▸ **WHAT THE EXERCISE ASKS**
Work out how many lines of the records contain "requires". Answer with the number and nothing else.
┄┄┄┄┄┄┄┄┄┄
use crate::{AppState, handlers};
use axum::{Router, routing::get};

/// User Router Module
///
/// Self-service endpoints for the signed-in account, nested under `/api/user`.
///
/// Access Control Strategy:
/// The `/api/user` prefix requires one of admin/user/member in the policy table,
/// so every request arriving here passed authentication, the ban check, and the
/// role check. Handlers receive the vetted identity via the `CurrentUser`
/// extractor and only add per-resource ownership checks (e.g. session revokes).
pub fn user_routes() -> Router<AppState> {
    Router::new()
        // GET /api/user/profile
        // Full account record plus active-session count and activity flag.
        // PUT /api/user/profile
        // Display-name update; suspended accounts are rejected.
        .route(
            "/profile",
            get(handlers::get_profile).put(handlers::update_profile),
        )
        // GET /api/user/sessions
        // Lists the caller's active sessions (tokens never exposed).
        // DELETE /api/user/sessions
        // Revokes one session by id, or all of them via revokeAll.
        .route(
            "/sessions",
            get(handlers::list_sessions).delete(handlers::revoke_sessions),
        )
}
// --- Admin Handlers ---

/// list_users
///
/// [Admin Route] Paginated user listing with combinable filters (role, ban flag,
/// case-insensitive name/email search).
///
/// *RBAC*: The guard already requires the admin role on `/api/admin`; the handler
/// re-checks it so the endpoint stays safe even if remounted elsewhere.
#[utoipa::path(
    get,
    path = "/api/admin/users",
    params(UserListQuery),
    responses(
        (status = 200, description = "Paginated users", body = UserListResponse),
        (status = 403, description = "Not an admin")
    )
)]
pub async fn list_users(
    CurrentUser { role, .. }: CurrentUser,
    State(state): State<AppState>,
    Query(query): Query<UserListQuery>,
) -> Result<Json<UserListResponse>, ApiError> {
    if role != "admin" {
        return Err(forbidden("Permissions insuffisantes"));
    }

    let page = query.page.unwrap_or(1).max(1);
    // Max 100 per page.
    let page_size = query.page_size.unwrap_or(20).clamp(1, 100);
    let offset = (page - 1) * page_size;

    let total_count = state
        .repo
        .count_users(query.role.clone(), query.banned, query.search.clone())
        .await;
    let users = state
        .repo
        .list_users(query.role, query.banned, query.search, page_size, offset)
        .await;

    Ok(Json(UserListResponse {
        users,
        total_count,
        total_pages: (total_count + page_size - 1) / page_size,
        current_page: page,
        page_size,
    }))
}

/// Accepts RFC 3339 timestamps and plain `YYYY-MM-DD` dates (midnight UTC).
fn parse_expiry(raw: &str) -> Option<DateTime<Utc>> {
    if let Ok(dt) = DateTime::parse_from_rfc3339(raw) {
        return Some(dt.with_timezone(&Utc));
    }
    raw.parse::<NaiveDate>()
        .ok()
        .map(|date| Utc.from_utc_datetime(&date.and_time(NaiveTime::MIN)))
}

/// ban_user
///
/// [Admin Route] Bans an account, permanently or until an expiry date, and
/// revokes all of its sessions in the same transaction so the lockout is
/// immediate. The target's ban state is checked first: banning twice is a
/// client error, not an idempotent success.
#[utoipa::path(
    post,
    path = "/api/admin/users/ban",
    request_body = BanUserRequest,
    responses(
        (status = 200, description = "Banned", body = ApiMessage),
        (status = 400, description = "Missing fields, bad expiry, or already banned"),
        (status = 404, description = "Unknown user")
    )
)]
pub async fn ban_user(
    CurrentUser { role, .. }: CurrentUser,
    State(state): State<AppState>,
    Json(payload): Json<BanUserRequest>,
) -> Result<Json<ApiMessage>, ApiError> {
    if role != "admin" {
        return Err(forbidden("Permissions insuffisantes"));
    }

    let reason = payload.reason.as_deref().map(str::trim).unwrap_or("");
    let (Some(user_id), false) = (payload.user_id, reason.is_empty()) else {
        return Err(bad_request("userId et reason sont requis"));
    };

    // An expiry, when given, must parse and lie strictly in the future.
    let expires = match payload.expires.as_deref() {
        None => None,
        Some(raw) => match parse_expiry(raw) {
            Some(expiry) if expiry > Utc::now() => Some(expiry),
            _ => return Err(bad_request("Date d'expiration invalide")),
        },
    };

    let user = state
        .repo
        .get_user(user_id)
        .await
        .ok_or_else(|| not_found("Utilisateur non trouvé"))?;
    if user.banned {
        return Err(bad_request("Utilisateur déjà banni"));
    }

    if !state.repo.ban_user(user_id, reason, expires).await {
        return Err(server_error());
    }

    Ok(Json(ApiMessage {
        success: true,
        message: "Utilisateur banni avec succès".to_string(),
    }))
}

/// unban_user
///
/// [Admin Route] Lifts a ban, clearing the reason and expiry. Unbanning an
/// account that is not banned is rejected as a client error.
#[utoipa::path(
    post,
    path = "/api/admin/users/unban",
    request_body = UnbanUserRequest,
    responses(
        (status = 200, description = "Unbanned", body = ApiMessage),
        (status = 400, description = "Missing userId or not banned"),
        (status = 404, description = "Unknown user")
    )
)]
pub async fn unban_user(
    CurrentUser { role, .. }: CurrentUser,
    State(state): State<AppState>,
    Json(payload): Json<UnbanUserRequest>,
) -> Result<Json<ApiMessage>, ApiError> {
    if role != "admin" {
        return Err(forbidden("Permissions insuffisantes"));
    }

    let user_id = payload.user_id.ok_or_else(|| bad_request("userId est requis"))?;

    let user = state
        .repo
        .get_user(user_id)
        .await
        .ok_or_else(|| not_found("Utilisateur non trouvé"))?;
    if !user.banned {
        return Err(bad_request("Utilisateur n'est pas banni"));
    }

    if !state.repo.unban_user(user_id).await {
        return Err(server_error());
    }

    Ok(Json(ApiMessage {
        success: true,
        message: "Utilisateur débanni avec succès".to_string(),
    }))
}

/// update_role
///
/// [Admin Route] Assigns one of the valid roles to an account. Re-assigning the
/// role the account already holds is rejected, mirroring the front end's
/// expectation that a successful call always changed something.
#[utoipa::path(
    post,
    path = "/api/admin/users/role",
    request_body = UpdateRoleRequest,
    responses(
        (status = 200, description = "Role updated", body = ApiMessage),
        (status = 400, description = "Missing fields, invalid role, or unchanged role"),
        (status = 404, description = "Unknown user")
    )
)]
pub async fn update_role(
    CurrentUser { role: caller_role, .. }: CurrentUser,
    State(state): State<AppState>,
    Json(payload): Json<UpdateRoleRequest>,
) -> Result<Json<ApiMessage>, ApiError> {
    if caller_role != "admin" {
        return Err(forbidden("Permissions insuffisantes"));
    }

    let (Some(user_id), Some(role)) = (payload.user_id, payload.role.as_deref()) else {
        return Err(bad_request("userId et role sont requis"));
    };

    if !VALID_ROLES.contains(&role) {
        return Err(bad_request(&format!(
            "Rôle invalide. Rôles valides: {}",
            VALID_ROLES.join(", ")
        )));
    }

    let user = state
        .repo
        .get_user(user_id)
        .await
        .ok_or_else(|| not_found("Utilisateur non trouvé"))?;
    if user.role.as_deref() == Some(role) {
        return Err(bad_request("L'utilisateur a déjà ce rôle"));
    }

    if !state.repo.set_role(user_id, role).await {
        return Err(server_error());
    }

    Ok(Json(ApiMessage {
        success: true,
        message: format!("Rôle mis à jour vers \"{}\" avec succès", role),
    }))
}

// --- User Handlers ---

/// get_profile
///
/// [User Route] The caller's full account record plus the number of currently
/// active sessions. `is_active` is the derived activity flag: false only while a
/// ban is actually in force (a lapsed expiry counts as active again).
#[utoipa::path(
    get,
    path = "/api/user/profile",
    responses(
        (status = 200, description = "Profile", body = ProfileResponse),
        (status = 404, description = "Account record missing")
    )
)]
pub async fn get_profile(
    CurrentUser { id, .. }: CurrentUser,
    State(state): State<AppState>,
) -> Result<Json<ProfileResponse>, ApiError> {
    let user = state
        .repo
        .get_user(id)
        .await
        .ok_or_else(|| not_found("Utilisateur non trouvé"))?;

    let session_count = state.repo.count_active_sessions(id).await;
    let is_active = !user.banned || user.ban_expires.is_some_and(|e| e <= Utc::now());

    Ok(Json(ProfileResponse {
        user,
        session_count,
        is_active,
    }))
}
┄┄┄┄┄┄┄┄┄┄
▸ **ANSWER BELOW**
2